Ray is a typical suburban father of two. His wife (name withheld for lack of interest on my part) is a born again Christian who Ray openly mocks in front of her friends and loved ones. But, he doesn’t want to have to have alimony or child support yanked from his ass for the rest of his life, so instead of leaving his family he just opts to flirt it up with one of the airline’s stewardesses, Hattie (Chelsea Noble, real life wife of Kirk Cameron [despite not taking his last name like a good Christian woman would] and former co-star of his eye-gougingly awful sitcom “Kirk”). Hattie also happens to be a friend of Buck’s, and through said connection has earned herself a job working at the United Nations for some reason… because that’s the next loigcal step on the career ladder when you’re a sky waitress… She’s apparently in love with Ray, but as is the case with most mistresses, isn’t content with playing second banana (or clam?) to Mrs. Steele, so she’s hoping that leaving the airline will either convince Captain Dickbag to drop his old lady to be with her, or leave her free to pursue some international wang at her new position. This would explain why neither of these pillars of morality were invited to the big skinny dipping party at Jesus’s private grotto. It’s either the affair, or it could be because Ray ditched his son’s birthday party so he could fly the friendly skies of Pan(ty)Am instead. Everybody knows Jesus has issues with his dad for never showing up at any of his own birthdays. That can really leave a vindictive streak on a guy’s psyche.

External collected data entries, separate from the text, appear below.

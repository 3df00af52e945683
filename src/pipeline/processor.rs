//! Time-bucketed processing of level updates.
//!
//! Updates are grouped into fixed-width buckets by timestamp. When an update
//! lands in a new bucket the buffered rows of the previous one are applied as
//! a unit:
//!
//! 1. in replay mode the book is reset, in live mode it carries over
//! 2. every buffered update is applied to the [`OrderBook`]
//! 3. the new snapshot is diffed against the previous one
//! 4. features are computed; buckets without a two-sided book stop here
//! 5. the mid-price is observed by the [`LabelGenerator`], ready labels go to
//!    the sink, then the bucket's feature row is added unlabeled
//!
//! The bucket boundary `bucket * snapshot_interval_ms` is the timestamp of
//! the emitted row and of the label observation.

use super::config::{ProcessingMode, ProcessorConfig};
use super::error::PipelineError;
use super::update::{StreamMessage, Update};
use crate::features::{FeatureComputer, FeatureRecord};
use crate::labeling::LabelGenerator;
use crate::orderbook::{
    BookEventListener, BookSnapshot, EventInferenceEngine, OrderBook, OrderBookError,
};
use crate::sink::FeatureSink;
use crate::utils::normalize_timestamp_ms;
use serde::{Deserialize, Serialize};
use std::mem;
use tokio::sync::mpsc;
use tracing::{debug, info, trace, warn};

/// Lifecycle of a [`Processor`].
#[derive(Debug, Clone, Copy, PartialEq, Eq, Hash, Serialize, Deserialize)]
#[serde(rename_all = "lowercase")]
pub enum ProcessorState {
    /// Buffering updates for the open bucket
    Accumulating,
    /// End of stream reached; the trailing bucket has been applied
    Finalized,
}

/// Counters maintained by a [`Processor`].
#[derive(Debug, Clone, Copy, Default, PartialEq, Eq, Serialize, Deserialize)]
pub struct ProcessorStats {
    /// Updates accepted into a bucket
    pub updates_processed: u64,
    /// Updates refused by [`Processor::run`] because they failed validation
    pub updates_rejected: u64,
    /// Non-empty buckets applied to the book
    pub buckets_applied: u64,
    /// Buckets that produced a feature row
    pub snapshots_emitted: u64,
    /// Buckets without features (one side of the book empty)
    pub buckets_skipped: u64,
    /// Level events inferred between consecutive snapshots
    pub events_inferred: u64,
    /// Labels produced by the label generator
    pub labels_emitted: u64,
    /// Labels the sink had no row for
    pub labels_unmatched: u64,
}

/// Single consumer that owns the book and all rolling state.
pub struct Processor<S: FeatureSink> {
    config: ProcessorConfig,
    book: OrderBook,
    inference: EventInferenceEngine,
    features: FeatureComputer,
    labels: LabelGenerator,
    sink: S,
    state: ProcessorState,
    current_bucket: Option<u64>,
    pending: Vec<Update>,
    prev_snapshot: Option<BookSnapshot>,
    latest: Option<FeatureRecord>,
    event_listener: Option<BookEventListener>,
    stats: ProcessorStats,
}

impl<S: FeatureSink> Processor<S> {
    /// Create a processor writing to `sink`.
    ///
    /// # Errors
    /// Returns [`PipelineError::InvalidConfig`] if the configuration fails
    /// [`ProcessorConfig::validate`].
    pub fn new(config: ProcessorConfig, sink: S) -> Result<Self, PipelineError> {
        config.validate()?;

        info!(
            mode = %config.mode,
            snapshot_interval_ms = config.snapshot_interval_ms,
            max_depth = config.max_depth,
            horizon_ms = config.labels.horizon_ms,
            "processor initialized"
        );

        Ok(Self {
            book: OrderBook::new(config.max_depth),
            inference: EventInferenceEngine::new(),
            features: FeatureComputer::from_config(&config.features),
            labels: LabelGenerator::from_config(&config.labels),
            sink,
            state: ProcessorState::Accumulating,
            current_bucket: None,
            pending: Vec::new(),
            prev_snapshot: None,
            latest: None,
            event_listener: None,
            stats: ProcessorStats::default(),
            config,
        })
    }

    /// Register a callback receiving each non-empty snapshot diff.
    pub fn with_event_listener(mut self, listener: BookEventListener) -> Self {
        self.event_listener = Some(listener);
        self
    }

    pub fn config(&self) -> &ProcessorConfig {
        &self.config
    }

    /// The book as of the last applied bucket
    pub fn book(&self) -> &OrderBook {
        &self.book
    }

    pub fn sink(&self) -> &S {
        &self.sink
    }

    pub fn sink_mut(&mut self) -> &mut S {
        &mut self.sink
    }

    /// Consume the processor, returning its sink
    pub fn into_sink(self) -> S {
        self.sink
    }

    pub fn stats(&self) -> ProcessorStats {
        self.stats
    }

    pub fn state(&self) -> ProcessorState {
        self.state
    }

    /// Index of the open bucket, `None` before the first update
    pub fn current_bucket(&self) -> Option<u64> {
        self.current_bucket
    }

    /// Updates buffered for the open bucket
    pub fn pending_updates(&self) -> usize {
        self.pending.len()
    }

    /// Most recent feature row, as it was handed to the sink (unlabeled).
    pub fn latest_features(&self) -> Option<&FeatureRecord> {
        self.latest.as_ref()
    }

    /// Buffer one update, applying the open bucket first if the update
    /// belongs to a later one.
    ///
    /// # Errors
    /// - [`PipelineError::Finalized`] once the processor has finalized
    /// - [`PipelineError::OrderBook`] for a non-finite price or quantity; the
    ///   update is not buffered
    pub fn on_update(&mut self, update: Update) -> Result<(), PipelineError> {
        if self.state == ProcessorState::Finalized {
            return Err(PipelineError::Finalized);
        }
        if !update.price.is_finite() {
            return Err(OrderBookError::InvalidPrice {
                price: update.price,
            }
            .into());
        }
        if !update.quantity.is_finite() {
            return Err(OrderBookError::InvalidQuantity {
                price: update.price,
                quantity: update.quantity,
            }
            .into());
        }

        let timestamp_ms = normalize_timestamp_ms(update.timestamp);
        let bucket = timestamp_ms / self.config.snapshot_interval_ms;

        match self.current_bucket {
            None => self.current_bucket = Some(bucket),
            Some(open) if open != bucket => {
                self.apply_bucket(open)?;
                self.current_bucket = Some(bucket);
            }
            Some(_) => {}
        }

        trace!(
            timestamp_ms,
            bucket,
            side = %update.side,
            price = update.price,
            quantity = update.quantity,
            "update buffered"
        );
        self.pending.push(update);
        self.stats.updates_processed += 1;
        Ok(())
    }

    /// Apply the trailing bucket, if any, and stop accepting updates.
    ///
    /// Calling this more than once has no further effect.
    pub fn finalize(&mut self) -> Result<(), PipelineError> {
        if self.state == ProcessorState::Finalized {
            return Ok(());
        }

        let result = match self.current_bucket {
            Some(bucket) if !self.pending.is_empty() => self.apply_bucket(bucket),
            _ => Ok(()),
        };
        self.state = ProcessorState::Finalized;

        info!(
            updates_processed = self.stats.updates_processed,
            snapshots_emitted = self.stats.snapshots_emitted,
            buckets_skipped = self.stats.buckets_skipped,
            labels_emitted = self.stats.labels_emitted,
            pending_labels = self.labels.pending(),
            "processor finalized"
        );
        result
    }

    /// Drain `rx` until the end-of-stream marker, then finalize.
    ///
    /// A closed channel counts as end of stream. Updates failing validation
    /// are logged, counted in [`ProcessorStats::updates_rejected`] and
    /// skipped.
    pub async fn run(
        &mut self,
        mut rx: mpsc::Receiver<StreamMessage>,
    ) -> Result<ProcessorStats, PipelineError> {
        loop {
            match rx.recv().await {
                Some(StreamMessage::Update(update)) => match self.on_update(update) {
                    Ok(()) => {}
                    Err(PipelineError::OrderBook(err)) => {
                        warn!(error = %err, timestamp = update.timestamp, "update rejected");
                        self.stats.updates_rejected += 1;
                    }
                    Err(err) => return Err(err),
                },
                Some(StreamMessage::EndOfStream) => {
                    debug!("end of stream received");
                    break;
                }
                None => {
                    debug!("update channel closed without end of stream");
                    break;
                }
            }
        }

        self.finalize()?;
        Ok(self.stats)
    }

    fn apply_bucket(&mut self, bucket: u64) -> Result<(), PipelineError> {
        let rows = mem::take(&mut self.pending);
        if rows.is_empty() {
            return Ok(());
        }

        if self.config.mode == ProcessingMode::Replay {
            self.book.reset();
        }
        for update in &rows {
            self.book
                .update_level(update.side, update.price, update.quantity)?;
        }
        self.stats.buckets_applied += 1;

        let snapshot = self.book.snapshot();
        let snapshot_ts = bucket.saturating_mul(self.config.snapshot_interval_ms);

        if let Some(prev) = &self.prev_snapshot {
            let events = self.inference.infer(prev, &snapshot, snapshot_ts);
            self.stats.events_inferred += events.len() as u64;
            if !events.is_empty() {
                if let Some(listener) = &self.event_listener {
                    listener(&events);
                }
            }
        }

        let computed = self.features.compute(&snapshot);
        self.prev_snapshot = Some(snapshot);

        let Some(features) = computed else {
            self.stats.buckets_skipped += 1;
            debug!(snapshot_ts, rows = rows.len(), "bucket skipped, book one-sided");
            return Ok(());
        };

        self.labels
            .add_observation(snapshot_ts, features.mid_price);
        for (timestamp, label) in self
            .labels
            .pop_ready_labels(snapshot_ts, features.mid_price)
        {
            self.stats.labels_emitted += 1;
            if !self.sink.set_label(timestamp, label) {
                self.stats.labels_unmatched += 1;
            }
        }

        self.sink.add_record(snapshot_ts, features, None);
        self.latest = Some(FeatureRecord {
            timestamp: snapshot_ts,
            features,
            label: None,
        });
        self.stats.snapshots_emitted += 1;

        debug!(
            snapshot_ts,
            rows = rows.len(),
            mid_price = features.mid_price,
            "bucket applied"
        );

        let every = self.config.progress_log_interval;
        if every > 0 && self.stats.snapshots_emitted % every == 0 {
            info!(
                snapshots = self.stats.snapshots_emitted,
                updates = self.stats.updates_processed,
                labels = self.stats.labels_emitted,
                "snapshot progress"
            );
        }

        Ok(())
    }
}

impl<S: FeatureSink> std::fmt::Debug for Processor<S> {
    fn fmt(&self, f: &mut std::fmt::Formatter<'_>) -> std::fmt::Result {
        f.debug_struct("Processor")
            .field("mode", &self.config.mode)
            .field("state", &self.state)
            .field("current_bucket", &self.current_bucket)
            .field("pending", &self.pending.len())
            .field("stats", &self.stats)
            .finish()
    }
}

When Ray returns home, he discovers that his betrothed and their boy were both ascended, but his college student daughter Chloe (Janaya Stephens) was, just like dear old dad, LEFT BEHIND! What did she do that was so wrong? Well, she’s attending a non-Christian college (dirty liberal whore!), she has a nose-piercing (probably a LESBIAN!), AND she also missed little what’s-his-name’s birthday because she had exams to take, so… I don’t know. I’m a friggin’ deity and even I don’t know what the secret code to spiritual worthiness is. I asked Osiris one day and he just gave me a piece of papyrus that said “up, up, down, down, left, right, left, right, B, A, Select, Start”.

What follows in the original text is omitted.